Apart from having strong ties with Mexico, South Korea signed a Free Trade Agreement with the Central American countries and negotiates another FTA with the Mercosur block. South Korea would like to join efforts with other Latin American countries in order to breathe life into the Trans-Pacific Partnership, bringing the US again into the negotiations after a change of administration in Washington.

Mexico

Mexico and South Korea's exports and imports have increased in recent years. Also, between 1999 and 2015, the Asian country's investments in Mexico reached USD 3 billion. The growth is the result of tied partnerships between both nations. Both have signed an Agreement for the Promotion and Reciprocal Protection of Investments, an Agreement to Avoid Income Tax Evasion and Double Taxation and other sectoral accords on economic cooperation. Both economies are competitive, yet complementary. They are both members of the G20, the OECD and other organizations. Moreover, both countries have high levels of industrialization and strong foreign trade, key of their economic activity. In terms of direct investment from South Korea in Mexico, between 1999 and June 2019, Mexico received USD 6.5 billion from Korea. There are more than 2,000 companies in Mexico with South Korean investment in their capital stock, among which Samsung, LG, KORES, KEPCO, KOGAS, Posco, Hyundai and KIA stand out. South Korea is the 12th source of investment for Mexico worldwide and the second in Asia, after Japan. Also, two Mexican multinationals operate in South Korea, group Promax and KidZania. Mexico's main exports to South Korea are petrol-based products, minerals, seafood and alcohol, while South Korea's main exports to Mexico are electronic equipment like cellphones and car parts.

Mercosur

Mercosur is South America's largest trading economic bloc, integrated by Argentina, Brazil, Paraguay and Uruguay.
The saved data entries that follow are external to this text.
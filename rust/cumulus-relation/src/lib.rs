#![warn(missing_docs)]

//! Relation translation.
//!
//! Authors state relations between whole groups: "every electricity mix
//! depends on the production technologies of its country, weighted by their
//! share". A [`MacroRelation`] captures one such statement between a source,
//! a coefficient and a destination group. The [`Translator`] expands it into
//! the [`MicroRelation`]s between individual coordinates, and
//! [`resolve_all`] maps those onto concrete catalog elements as
//! [`DerivedRelation`]s for the calculation engine.
//!
//! The expansion is a hash join. Each coordinate is reduced to a
//! [`cumulus_dimension::HashKey`] over the keywords two shapes share, and
//! only coordinates with equal keys are paired. Depending on how the shapes
//! of the three groups overlap, the same join yields one-to-one matches,
//! aggregations, projections, restricted subsets or full cross products.

mod error;
pub use error::*;

mod relation;
pub use relation::*;

mod translator;
pub use translator::*;

mod resolution;
pub use resolution::*;
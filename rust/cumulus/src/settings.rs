use std::path::Path;

use cumulus_calculation::CalculationSettings;
use cumulus_model::AmbiguityPolicy;
use serde::{Deserialize, Serialize};

use crate::CumulusError;

/// Settings of a [`crate::Pipeline`]. Every field is optional in JSON.
///
/// ```json
/// {
///   "calculation": { "threshold": 0.01, "max_iterations": 500, "propagation": "full" },
///   "resolution": "first"
/// }
/// ```
#[derive(Debug, Clone, Copy, PartialEq, Default, Serialize, Deserialize)]
#[serde(default)]
pub struct Settings {
    /// Closure threshold, iteration cap and uncertainty propagation.
    pub calculation: CalculationSettings,
    /// What to do when a coordinate matches several coefficients.
    pub resolution: AmbiguityPolicy,
}

impl Settings {
    /// Parses settings from JSON.
    pub fn from_json(json: &str) -> Result<Self, CumulusError> {
        Ok(serde_json::from_str(json)?)
    }

    /// Reads settings from a JSON file.
    pub fn from_path(path: impl AsRef<Path>) -> Result<Self, CumulusError> {
        Self::from_json(&crate::read_to_string(path.as_ref())?)
    }
}
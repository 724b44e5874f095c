use std::fmt;

use cumulus_units::Unit;
use serde::{Deserialize, Serialize};

use crate::{Dimension, DimensionSet};

/// What the elements of a group are.
#[derive(Debug, Clone, Copy, PartialEq, Eq, Hash, Serialize, Deserialize)]
#[serde(rename_all = "lowercase")]
pub enum ElementKind {
    /// Activities that exchange flows and depend on each other.
    Process,
    /// Numeric factors that scale a relation between processes.
    Coefficient,
}

impl fmt::Display for ElementKind {
    fn fmt(&self, f: &mut fmt::Formatter<'_>) -> fmt::Result {
        match self {
            ElementKind::Process => write!(f, "process"),
            ElementKind::Coefficient => write!(f, "coefficient"),
        }
    }
}

/// A named family of elements.
///
/// The elements are the coordinates of the Cartesian product of the group's
/// dimensions, each tagged with every common keyword. A group is immutable;
/// its coordinates and full dimension set are computed once on construction.
#[derive(Debug, Clone, PartialEq)]
pub struct Group {
    name: String,
    dimensions: DimensionSet,
    common_keywords: Dimension,
    unit: Unit,
    kind: ElementKind,
    full_dimensions: DimensionSet,
    elements: DimensionSet,
}

impl Group {
    /// Creates a group and expands its coordinates.
    pub fn new(
        name: impl Into<String>,
        dimensions: DimensionSet,
        common_keywords: Dimension,
        unit: Unit,
        kind: ElementKind,
    ) -> Self {
        let full_dimensions = dimensions.with_singletons(&common_keywords);
        let elements = full_dimensions.combinations();

        Self {
            name: name.into(),
            dimensions,
            common_keywords,
            unit,
            kind,
            full_dimensions,
            elements,
        }
    }

    /// Name of the group.
    pub fn name(&self) -> &str {
        &self.name
    }

    /// The authored axes, without common keywords.
    pub fn dimensions(&self) -> &DimensionSet {
        &self.dimensions
    }

    /// Keywords carried by every element.
    pub fn common_keywords(&self) -> &Dimension {
        &self.common_keywords
    }

    /// Unit shared by all elements.
    pub fn unit(&self) -> &Unit {
        &self.unit
    }

    /// Whether the elements are processes or coefficients.
    pub fn kind(&self) -> ElementKind {
        self.kind
    }

    /// The authored axes plus one singleton axis per common keyword. This is
    /// the shape used for compatibility checks and unions, so that common
    /// keywords take part in matching like any other tag.
    pub fn full_dimension_set(&self) -> &DimensionSet {
        &self.full_dimensions
    }

    /// One coordinate per element.
    pub fn coordinates(&self) -> &DimensionSet {
        &self.elements
    }
}

impl fmt::Display for Group {
    fn fmt(&self, f: &mut fmt::Formatter<'_>) -> fmt::Result {
        write!(f, "{} {} ({})", self.name, self.full_dimensions, self.unit)
    }
}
With a GDP exceeding USD 2 trillion, it is one of the major suppliers of raw materials and agricultural and livestock products. South Korea and Mercosur launched trade negotiations on May 2018, in Seoul. Actually, the Southern Common Market and the Republic of Korea have been willing to establish a free trade agreement (FTA) since 2005. These negotiations have taken a long time due to Mercosur's protectionism, so the Asian country has agreed on a phased manner agreement to reach a long-term economic cooperation with the bloc. The first round of negotiations finally took place in Montevideo, the Uruguayan capital, in September 2018. Early this year, they met again in Seoul to review the status of the negotiations for signing the Mercosur-Korea trade agreement. This agreement covers on the exchange of products and services and investments, providing South Korean firms faster access to the Latin American market. The Asian tiger main exports to South America are industrial goods like auto parts, mobile devices and chips, while its imports consist of mineral resources, agricultural products, and raw materials like iron ore.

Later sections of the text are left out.